**Activity**
Everything from the first line of the entries below through the line holding "use tonic::service::Interceptor;" must be printed exactly as written.

**Records to process**

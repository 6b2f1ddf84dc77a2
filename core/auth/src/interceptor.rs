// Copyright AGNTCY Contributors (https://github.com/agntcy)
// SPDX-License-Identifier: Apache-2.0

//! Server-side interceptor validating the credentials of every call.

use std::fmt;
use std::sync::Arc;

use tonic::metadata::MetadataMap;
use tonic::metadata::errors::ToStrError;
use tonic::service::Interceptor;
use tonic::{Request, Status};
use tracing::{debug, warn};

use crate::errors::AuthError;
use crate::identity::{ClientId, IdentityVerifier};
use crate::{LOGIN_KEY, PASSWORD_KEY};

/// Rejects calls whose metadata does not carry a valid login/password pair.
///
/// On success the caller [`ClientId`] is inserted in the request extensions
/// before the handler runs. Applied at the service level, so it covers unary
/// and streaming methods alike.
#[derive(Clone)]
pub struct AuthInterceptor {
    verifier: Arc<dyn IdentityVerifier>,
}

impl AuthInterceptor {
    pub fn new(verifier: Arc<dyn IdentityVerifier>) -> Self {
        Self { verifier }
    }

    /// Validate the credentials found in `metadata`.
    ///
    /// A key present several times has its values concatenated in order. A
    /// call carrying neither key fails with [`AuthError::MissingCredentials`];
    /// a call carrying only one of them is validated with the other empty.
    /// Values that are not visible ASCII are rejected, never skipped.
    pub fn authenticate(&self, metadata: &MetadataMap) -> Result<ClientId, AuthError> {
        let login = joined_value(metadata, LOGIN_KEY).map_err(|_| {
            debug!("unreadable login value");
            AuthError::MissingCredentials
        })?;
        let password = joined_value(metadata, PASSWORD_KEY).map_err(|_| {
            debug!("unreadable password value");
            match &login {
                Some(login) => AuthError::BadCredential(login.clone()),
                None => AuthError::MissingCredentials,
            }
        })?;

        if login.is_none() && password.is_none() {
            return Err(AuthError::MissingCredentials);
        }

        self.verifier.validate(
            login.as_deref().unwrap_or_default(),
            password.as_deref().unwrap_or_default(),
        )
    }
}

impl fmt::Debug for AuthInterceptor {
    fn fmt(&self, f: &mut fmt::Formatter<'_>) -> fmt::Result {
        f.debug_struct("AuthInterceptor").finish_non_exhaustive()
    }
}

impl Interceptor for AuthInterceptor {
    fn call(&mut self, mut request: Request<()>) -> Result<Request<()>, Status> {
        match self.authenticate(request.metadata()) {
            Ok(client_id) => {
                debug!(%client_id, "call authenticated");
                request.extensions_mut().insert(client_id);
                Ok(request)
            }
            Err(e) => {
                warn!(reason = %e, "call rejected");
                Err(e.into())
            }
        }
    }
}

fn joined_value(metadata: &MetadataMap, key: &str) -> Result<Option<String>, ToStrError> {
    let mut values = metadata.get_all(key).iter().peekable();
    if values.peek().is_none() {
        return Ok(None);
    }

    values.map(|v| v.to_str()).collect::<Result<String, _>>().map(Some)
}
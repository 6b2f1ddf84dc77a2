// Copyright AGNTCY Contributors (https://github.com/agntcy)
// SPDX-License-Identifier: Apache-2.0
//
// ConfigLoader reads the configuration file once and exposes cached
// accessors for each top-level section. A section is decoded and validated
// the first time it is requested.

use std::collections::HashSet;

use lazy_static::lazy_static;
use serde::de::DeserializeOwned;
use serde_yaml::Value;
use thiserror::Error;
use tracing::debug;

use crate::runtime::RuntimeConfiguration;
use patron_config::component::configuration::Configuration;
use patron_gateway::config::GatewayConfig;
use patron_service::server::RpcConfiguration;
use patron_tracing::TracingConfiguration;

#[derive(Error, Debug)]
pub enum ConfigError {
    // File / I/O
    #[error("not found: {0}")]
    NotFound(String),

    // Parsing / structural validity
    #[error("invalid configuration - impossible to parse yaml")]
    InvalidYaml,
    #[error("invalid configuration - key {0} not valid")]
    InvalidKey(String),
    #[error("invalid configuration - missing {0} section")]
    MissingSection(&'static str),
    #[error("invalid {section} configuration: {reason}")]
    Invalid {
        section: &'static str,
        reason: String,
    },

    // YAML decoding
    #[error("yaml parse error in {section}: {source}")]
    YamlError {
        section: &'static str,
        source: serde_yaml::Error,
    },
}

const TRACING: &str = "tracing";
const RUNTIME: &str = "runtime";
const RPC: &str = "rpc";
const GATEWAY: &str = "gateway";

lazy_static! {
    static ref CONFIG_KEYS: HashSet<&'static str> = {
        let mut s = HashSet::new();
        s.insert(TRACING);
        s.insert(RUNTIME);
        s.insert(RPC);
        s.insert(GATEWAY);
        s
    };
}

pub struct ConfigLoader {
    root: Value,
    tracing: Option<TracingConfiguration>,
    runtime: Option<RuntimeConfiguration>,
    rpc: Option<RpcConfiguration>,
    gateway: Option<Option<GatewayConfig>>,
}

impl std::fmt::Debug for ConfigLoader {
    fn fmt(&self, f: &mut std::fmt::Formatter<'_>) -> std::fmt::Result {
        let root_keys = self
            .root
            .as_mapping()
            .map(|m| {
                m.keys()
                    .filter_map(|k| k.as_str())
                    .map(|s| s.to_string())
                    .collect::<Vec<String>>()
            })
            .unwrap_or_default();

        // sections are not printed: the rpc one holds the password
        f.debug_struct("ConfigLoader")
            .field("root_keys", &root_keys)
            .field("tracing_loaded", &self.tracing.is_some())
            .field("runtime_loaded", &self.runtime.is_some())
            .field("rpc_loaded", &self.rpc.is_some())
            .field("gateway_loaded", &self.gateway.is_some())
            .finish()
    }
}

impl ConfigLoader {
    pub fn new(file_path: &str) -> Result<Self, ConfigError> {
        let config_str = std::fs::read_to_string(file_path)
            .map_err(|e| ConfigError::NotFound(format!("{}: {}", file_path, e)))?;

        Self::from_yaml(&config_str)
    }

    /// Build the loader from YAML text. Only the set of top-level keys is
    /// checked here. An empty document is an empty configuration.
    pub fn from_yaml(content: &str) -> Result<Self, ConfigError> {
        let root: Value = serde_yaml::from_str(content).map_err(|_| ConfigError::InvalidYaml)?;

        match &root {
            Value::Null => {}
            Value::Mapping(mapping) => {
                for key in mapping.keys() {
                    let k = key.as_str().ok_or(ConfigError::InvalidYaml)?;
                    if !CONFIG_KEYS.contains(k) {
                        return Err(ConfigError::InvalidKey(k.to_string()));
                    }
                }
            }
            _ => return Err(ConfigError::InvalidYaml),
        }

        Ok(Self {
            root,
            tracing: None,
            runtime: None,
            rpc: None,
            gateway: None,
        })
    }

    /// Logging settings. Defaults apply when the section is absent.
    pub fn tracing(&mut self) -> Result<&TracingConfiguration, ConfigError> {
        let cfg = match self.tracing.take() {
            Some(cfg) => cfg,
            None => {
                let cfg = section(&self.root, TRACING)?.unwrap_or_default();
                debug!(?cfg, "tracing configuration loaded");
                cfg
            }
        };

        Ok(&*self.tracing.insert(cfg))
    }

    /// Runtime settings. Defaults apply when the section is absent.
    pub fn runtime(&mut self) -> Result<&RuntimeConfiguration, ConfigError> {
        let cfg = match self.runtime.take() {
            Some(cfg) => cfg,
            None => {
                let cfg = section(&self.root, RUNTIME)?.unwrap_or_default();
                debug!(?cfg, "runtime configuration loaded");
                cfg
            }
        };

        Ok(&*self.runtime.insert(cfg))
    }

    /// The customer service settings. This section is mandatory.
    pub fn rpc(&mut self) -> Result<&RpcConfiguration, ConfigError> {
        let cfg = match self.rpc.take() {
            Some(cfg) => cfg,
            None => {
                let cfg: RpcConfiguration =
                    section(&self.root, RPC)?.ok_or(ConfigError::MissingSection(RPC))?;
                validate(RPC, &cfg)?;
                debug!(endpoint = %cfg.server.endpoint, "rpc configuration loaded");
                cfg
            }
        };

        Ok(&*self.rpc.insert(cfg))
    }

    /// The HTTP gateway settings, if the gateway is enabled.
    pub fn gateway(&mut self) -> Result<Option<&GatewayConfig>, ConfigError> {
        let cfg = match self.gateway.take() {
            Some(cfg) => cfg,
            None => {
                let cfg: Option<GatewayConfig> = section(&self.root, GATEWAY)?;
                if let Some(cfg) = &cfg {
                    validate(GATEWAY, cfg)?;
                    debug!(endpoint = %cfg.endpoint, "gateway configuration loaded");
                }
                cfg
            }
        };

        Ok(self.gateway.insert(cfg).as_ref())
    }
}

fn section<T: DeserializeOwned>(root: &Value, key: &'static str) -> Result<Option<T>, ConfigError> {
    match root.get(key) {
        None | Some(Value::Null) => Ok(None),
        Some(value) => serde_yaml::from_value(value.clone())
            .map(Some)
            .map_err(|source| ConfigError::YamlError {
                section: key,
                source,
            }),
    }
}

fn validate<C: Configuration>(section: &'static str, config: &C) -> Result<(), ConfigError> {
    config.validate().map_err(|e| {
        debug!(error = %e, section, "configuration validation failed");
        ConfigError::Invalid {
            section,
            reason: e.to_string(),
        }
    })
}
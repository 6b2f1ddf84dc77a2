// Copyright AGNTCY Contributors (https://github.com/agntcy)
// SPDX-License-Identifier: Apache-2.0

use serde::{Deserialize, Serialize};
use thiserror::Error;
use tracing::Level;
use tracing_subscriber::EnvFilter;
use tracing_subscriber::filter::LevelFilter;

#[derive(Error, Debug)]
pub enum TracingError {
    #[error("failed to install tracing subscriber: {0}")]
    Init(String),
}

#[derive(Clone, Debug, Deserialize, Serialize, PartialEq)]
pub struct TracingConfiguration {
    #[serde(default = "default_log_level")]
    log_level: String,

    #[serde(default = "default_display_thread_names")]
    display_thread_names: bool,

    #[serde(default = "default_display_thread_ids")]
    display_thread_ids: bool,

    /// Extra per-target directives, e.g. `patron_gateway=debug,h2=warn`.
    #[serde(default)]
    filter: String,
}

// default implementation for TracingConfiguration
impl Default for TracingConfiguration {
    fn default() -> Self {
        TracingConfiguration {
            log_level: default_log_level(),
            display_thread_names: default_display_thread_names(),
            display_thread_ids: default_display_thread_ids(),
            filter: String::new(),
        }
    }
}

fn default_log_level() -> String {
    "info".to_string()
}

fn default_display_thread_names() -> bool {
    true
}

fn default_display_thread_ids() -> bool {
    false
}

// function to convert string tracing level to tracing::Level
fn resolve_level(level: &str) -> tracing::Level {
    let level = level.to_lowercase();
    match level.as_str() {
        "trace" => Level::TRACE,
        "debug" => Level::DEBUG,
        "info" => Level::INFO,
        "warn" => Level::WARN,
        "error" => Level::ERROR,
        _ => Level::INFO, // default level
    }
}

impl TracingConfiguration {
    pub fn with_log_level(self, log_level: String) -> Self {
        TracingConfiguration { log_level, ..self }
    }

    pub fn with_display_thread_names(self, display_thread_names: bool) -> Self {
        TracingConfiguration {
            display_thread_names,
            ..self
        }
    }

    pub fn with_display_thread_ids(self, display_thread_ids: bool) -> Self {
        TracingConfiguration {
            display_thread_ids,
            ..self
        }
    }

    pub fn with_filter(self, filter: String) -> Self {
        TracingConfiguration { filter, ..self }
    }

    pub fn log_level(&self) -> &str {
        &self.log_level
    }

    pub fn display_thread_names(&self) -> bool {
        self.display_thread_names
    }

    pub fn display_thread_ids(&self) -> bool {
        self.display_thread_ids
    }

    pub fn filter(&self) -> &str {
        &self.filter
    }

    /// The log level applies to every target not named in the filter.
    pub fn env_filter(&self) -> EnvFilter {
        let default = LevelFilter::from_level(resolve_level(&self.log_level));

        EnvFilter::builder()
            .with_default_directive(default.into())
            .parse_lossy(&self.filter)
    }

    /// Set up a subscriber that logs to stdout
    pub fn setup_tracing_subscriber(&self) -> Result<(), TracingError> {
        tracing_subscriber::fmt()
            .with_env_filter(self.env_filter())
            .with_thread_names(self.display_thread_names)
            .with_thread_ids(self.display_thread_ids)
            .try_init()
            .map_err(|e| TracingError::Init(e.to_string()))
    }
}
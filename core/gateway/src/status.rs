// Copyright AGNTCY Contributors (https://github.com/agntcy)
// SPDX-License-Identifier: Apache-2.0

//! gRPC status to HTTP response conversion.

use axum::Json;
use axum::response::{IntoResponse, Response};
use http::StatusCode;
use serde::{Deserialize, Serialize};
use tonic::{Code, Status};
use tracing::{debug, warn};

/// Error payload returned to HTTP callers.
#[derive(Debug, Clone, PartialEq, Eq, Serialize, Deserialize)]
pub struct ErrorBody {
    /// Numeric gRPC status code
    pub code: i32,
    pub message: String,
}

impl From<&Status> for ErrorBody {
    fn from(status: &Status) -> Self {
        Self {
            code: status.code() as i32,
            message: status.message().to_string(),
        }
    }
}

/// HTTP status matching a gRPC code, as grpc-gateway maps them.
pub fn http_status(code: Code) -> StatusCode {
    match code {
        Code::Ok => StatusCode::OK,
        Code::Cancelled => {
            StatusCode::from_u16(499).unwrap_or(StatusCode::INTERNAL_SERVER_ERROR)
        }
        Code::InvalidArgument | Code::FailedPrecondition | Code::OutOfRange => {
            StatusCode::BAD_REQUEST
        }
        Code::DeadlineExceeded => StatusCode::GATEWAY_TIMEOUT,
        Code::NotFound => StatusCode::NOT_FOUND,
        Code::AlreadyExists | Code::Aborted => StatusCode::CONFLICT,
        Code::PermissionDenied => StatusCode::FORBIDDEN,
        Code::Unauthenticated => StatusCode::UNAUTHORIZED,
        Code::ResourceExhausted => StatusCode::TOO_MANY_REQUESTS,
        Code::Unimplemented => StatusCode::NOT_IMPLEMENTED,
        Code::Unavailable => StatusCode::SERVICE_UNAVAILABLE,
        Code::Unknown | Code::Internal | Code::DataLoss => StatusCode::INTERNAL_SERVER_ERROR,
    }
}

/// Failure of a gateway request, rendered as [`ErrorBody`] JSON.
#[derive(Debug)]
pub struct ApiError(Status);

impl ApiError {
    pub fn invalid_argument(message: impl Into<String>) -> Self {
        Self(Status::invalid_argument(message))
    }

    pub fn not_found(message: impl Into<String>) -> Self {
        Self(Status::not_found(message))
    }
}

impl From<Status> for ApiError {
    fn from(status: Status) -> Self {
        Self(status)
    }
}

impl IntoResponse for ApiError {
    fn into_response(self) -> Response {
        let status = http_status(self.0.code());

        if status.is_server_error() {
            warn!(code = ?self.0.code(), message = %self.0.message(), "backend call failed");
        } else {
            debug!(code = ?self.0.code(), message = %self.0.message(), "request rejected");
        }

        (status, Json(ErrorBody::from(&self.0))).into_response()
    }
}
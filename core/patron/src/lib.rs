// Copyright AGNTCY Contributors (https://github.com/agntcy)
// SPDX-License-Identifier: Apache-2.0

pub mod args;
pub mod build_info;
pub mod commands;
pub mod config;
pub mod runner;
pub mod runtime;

**Expected answer**
repository 6b2f1ddf84dc77a2
filename core/auth/src/interceptor.rs
// Copyright AGNTCY Contributors (https://github.com/agntcy)
// SPDX-License-Identifier: Apache-2.0

//! Server-side interceptor validating the credentials of every call.

use std::fmt;
use std::sync::Arc;

use tonic::metadata::MetadataMap;
use tonic::metadata::errors::ToStrError;
use tonic::service::Interceptor;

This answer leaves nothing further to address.